Die "Wende" leitete schließlich das Ende des Fliegerhorstes Ahlhorn ein. Das COB-Programm wurde eingestellt. Bereits 1991 zogen die Amerikaner ab. 1994 wurde das deutsche Hubschrauber-Transportgeschwader aufgelöst. Im folgenden Jahr (1995) stellte die Luftwaffe den regulären Flugbetrieb in Ahlhorn ein. Die 1./FlaRakBtl 25 blieb - zuletzt noch mit Patriot-Raketenwerfern ausgestattet - als letzte militärische Einheit bis 2006. Damit endete die Geschichte des Militär-Fliegerhorst und die 90-jährige Geschichte Ahlhorns als Garnisonsort und Luftfahrtstandort. Im Jahre 2005 hatte es noch so ausgesehen, als ob Ahlhorn von der zivilen Luftfahrt weitergenutzt würde: Die "Aircraft Maintenance Service GmbH" siedelte sich auf dem Fliegerhorst an und zerlegte und wartete dort Passagierflugzeuge. 2009 ging die Firma jedoch pleite. Im selben Jahr wurde die Liegenschaft der Johann Bunte Bauunternehmung verkauft. Aus dem Unternehmen ging die Betreibergesellschaft für den Gewerbepark "Metropolpark Hansalinie" hervor.
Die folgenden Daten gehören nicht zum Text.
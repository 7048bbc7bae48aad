//! Text generator client for quiz words and stories.
//!
//! Talks to the Gemini `generateContent` REST endpoint. Failures are returned
//! to the caller, which always degrades to built-in words or a canned story.

use std::time::Duration;

use serde::{Deserialize, Serialize};
use thiserror::Error;
use wordmatch_core::{parse_generated_pairs, quiz_prompt, story_prompt, Tier, WordPair};

use crate::config::env_parse;

const DEFAULT_MODEL: &str = "gemini-1.5-flash";
const DEFAULT_API_ENDPOINT: &str = "https://generativelanguage.googleapis.com/v1beta";
const DEFAULT_TIMEOUT_MS: u64 = 30_000;

#[derive(Debug, Clone)]
pub struct LlmConfig {
    pub api_key: Option<String>,
    pub model: String,
    pub api_endpoint: String,
    pub timeout: Duration,
}

impl LlmConfig {
    /// Read generator settings. A malformed `LLM_TIMEOUT` is an error.
    pub fn from_env() -> anyhow::Result<Self> {
        let timeout_ms = env_parse::<u64>("LLM_TIMEOUT")?.unwrap_or(DEFAULT_TIMEOUT_MS);
        Ok(Self {
            api_key: env_string("LLM_API_KEY"),
            model: env_string("LLM_MODEL").unwrap_or_else(|| DEFAULT_MODEL.to_string()),
            api_endpoint: env_string("LLM_API_ENDPOINT")
                .unwrap_or_else(|| DEFAULT_API_ENDPOINT.to_string()),
            timeout: Duration::from_millis(timeout_ms),
        })
    }

    /// Configuration with generation switched off.
    pub fn disabled() -> Self {
        Self {
            api_key: None,
            model: DEFAULT_MODEL.to_string(),
            api_endpoint: DEFAULT_API_ENDPOINT.to_string(),
            timeout: Duration::from_millis(DEFAULT_TIMEOUT_MS),
        }
    }
}

#[derive(Debug, Serialize)]
struct GenerateRequest<'a> {
    contents: [Content<'a>; 1],
}

#[derive(Debug, Serialize)]
struct Content<'a> {
    parts: [RequestPart<'a>; 1],
}

#[derive(Debug, Serialize)]
struct RequestPart<'a> {
    text: &'a str,
}

#[derive(Debug, Clone, Deserialize)]
pub struct GenerateResponse {
    #[serde(default)]
    pub candidates: Vec<Candidate>,
}

#[derive(Debug, Clone, Deserialize)]
pub struct Candidate {
    pub content: Option<CandidateContent>,
}

#[derive(Debug, Clone, Deserialize)]
pub struct CandidateContent {
    #[serde(default)]
    pub parts: Vec<ResponsePart>,
}

#[derive(Debug, Clone, Deserialize)]
pub struct ResponsePart {
    pub text: Option<String>,
}

impl GenerateResponse {
    /// Text of the first candidate, parts concatenated.
    pub fn first_text(&self) -> Option<String> {
        let content = self.candidates.first()?.content.as_ref()?;
        let text: String = content
            .parts
            .iter()
            .filter_map(|p| p.text.as_deref())
            .collect();
        (!text.trim().is_empty()).then_some(text)
    }
}

#[derive(Debug, Error)]
pub enum LlmError {
    #[error("LLM not configured: {0}")]
    NotConfigured(&'static str),
    #[error("request failed: {0}")]
    Request(#[from] reqwest::Error),
    #[error("HTTP {status}: {body}")]
    HttpStatus { status: reqwest::StatusCode, body: String },
    #[error("JSON decode failed: {0}")]
    Json(#[from] serde_json::Error),
    #[error("empty response")]
    EmptyResponse,
}

#[derive(Clone)]
pub struct LlmClient {
    config: LlmConfig,
    client: reqwest::Client,
}

impl LlmClient {
    pub fn new(config: LlmConfig) -> Self {
        let client = reqwest::Client::builder()
            .timeout(config.timeout)
            .build()
            .unwrap_or_else(|_| reqwest::Client::new());
        Self { config, client }
    }

    pub fn is_available(&self) -> bool {
        self.config.api_key.as_deref().is_some_and(|v| !v.trim().is_empty())
            && !self.config.model.trim().is_empty()
            && !self.config.api_endpoint.trim().is_empty()
    }

    /// Send a single prompt and return the generated text.
    pub async fn generate(&self, prompt: &str) -> Result<String, LlmError> {
        let api_key = self
            .config
            .api_key
            .as_deref()
            .filter(|v| !v.trim().is_empty())
            .ok_or(LlmError::NotConfigured("LLM_API_KEY"))?;

        let url = format!(
            "{}/models/{}:generateContent",
            self.config.api_endpoint.trim_end_matches('/'),
            self.config.model
        );
        let payload = GenerateRequest {
            contents: [Content {
                parts: [RequestPart { text: prompt }],
            }],
        };

        let resp = self
            .client
            .post(&url)
            .header("x-goog-api-key", api_key)
            .json(&payload)
            .send()
            .await?;

        let status = resp.status();
        if !status.is_success() {
            let body = resp.text().await.unwrap_or_default();
            return Err(LlmError::HttpStatus { status, body });
        }

        let bytes = resp.bytes().await?;
        let parsed: GenerateResponse = serde_json::from_slice(&bytes).map_err(|e| {
            tracing::error!(
                "Failed to parse LLM response JSON: {}. Body: {}",
                e,
                String::from_utf8_lossy(&bytes)
            );
            LlmError::Json(e)
        })?;
        parsed.first_text().ok_or(LlmError::EmptyResponse)
    }

    /// Short story using every collected word.
    pub async fn generate_story(&self, words: &[String]) -> Result<String, LlmError> {
        self.generate(&story_prompt(words)).await
    }

    /// Quiz words for a tier. The result is not deduplicated or padded.
    pub async fn generate_quiz_words(&self, tier: Tier, count: usize) -> Result<Vec<WordPair>, LlmError> {
        let text = self.generate(&quiz_prompt(tier, count)).await?;
        Ok(parse_generated_pairs(&text)?)
    }
}

fn env_string(key: &str) -> Option<String> {
    std::env::var(key).ok().filter(|v| !v.trim().is_empty())
}
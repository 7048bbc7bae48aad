//! Core game library for the word-matching vocabulary game.
//!
//! Provides:
//! - Word pair catalog (built-in tier tables, generator padding, remedial sampling)
//! - Deck building with an unbiased shuffle
//! - Flip/match state machine and round clock
//! - Mastery tracking with two-phase graduation
//! - Round controller tying the above together
//! - Story prompt and fallback text for collected words

pub mod catalog;
pub mod clock;
pub mod controller;
pub mod deck;
pub mod engine;
pub mod error;
pub mod mastery;
pub mod story;
pub mod types;

pub use catalog::{parse_generated_pairs, quiz_prompt, static_table, CatalogEntry, CatalogRequest, WordPairCatalog};
pub use clock::SessionClock;
pub use controller::{FlipReport, RoundController, Stage};
pub use engine::{FlipOutcome, RoundState};
pub use error::{CatalogError, FlipRejection, MasteryError, Result, RoundError, SettingsError, StoreError};
pub use mastery::{MasteryStore, MasteryTracker, MemoryMasteryStore};
pub use story::{fallback_story, story_prompt, StoryOutcome, StorySource};
pub use types::{
    Card, CardRole, GameSettings, MasteryRecord, PairId, Phase, RoundMode, RoundSummary, Tier,
    WordPair, GRADUATION_THRESHOLD,
};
Heute befinden sich auf dem Gelände zahlreiche zivile Nachnutzer. Dennoch darf man es ungenehmigt nicht betreten. Am Tor des Gewerbeparkes wacht ein Pförtner.


Die ersten beiden Bilder ganz oben zeigen die Startbahn in Ost-West-Richtung gesehen. Rechts und links der Startbahn erkennt man etwas von den Sonnenkollektoren, die als eine der zivilen Nachnutzungen des Fliegerhorst eine riesige Fläche einnehmen. Das dritte Bild ist ein Blick in Richtung Rollfeld mit einem alten Betriebsgebäude und dem Tower. Die halbrunden Bauten sind Flugzeugbunker. Davor wieder Sonnenkollektoren. 

Das erste Bild unterhalb dieses Textblocks zeigt einen Treibstoffbunker, das zweite Bild den Tower und einen Flugzeugbunker. Ebenso ist auf dem dritten Foto ein Flugzeugbunker zu sehen.  



















Es folgt ein Foto von einem der zahlreichen Betriebsgebäude, darunter ein Bild mit der Hauptwache. Die Gebäude der Wache und des Kasernenbereiches sind teils noch die ersten Gebäude aus dem Jahre 1915. Das Foto darunter zeigt ebenfalls ein solches Gebäude. Das letzte Bild ist ein Blick durch den Zaun auf die ehemalige Kommandantur (Baujahr 1915). Bemerkenswert sind auch die alten Parkbäume.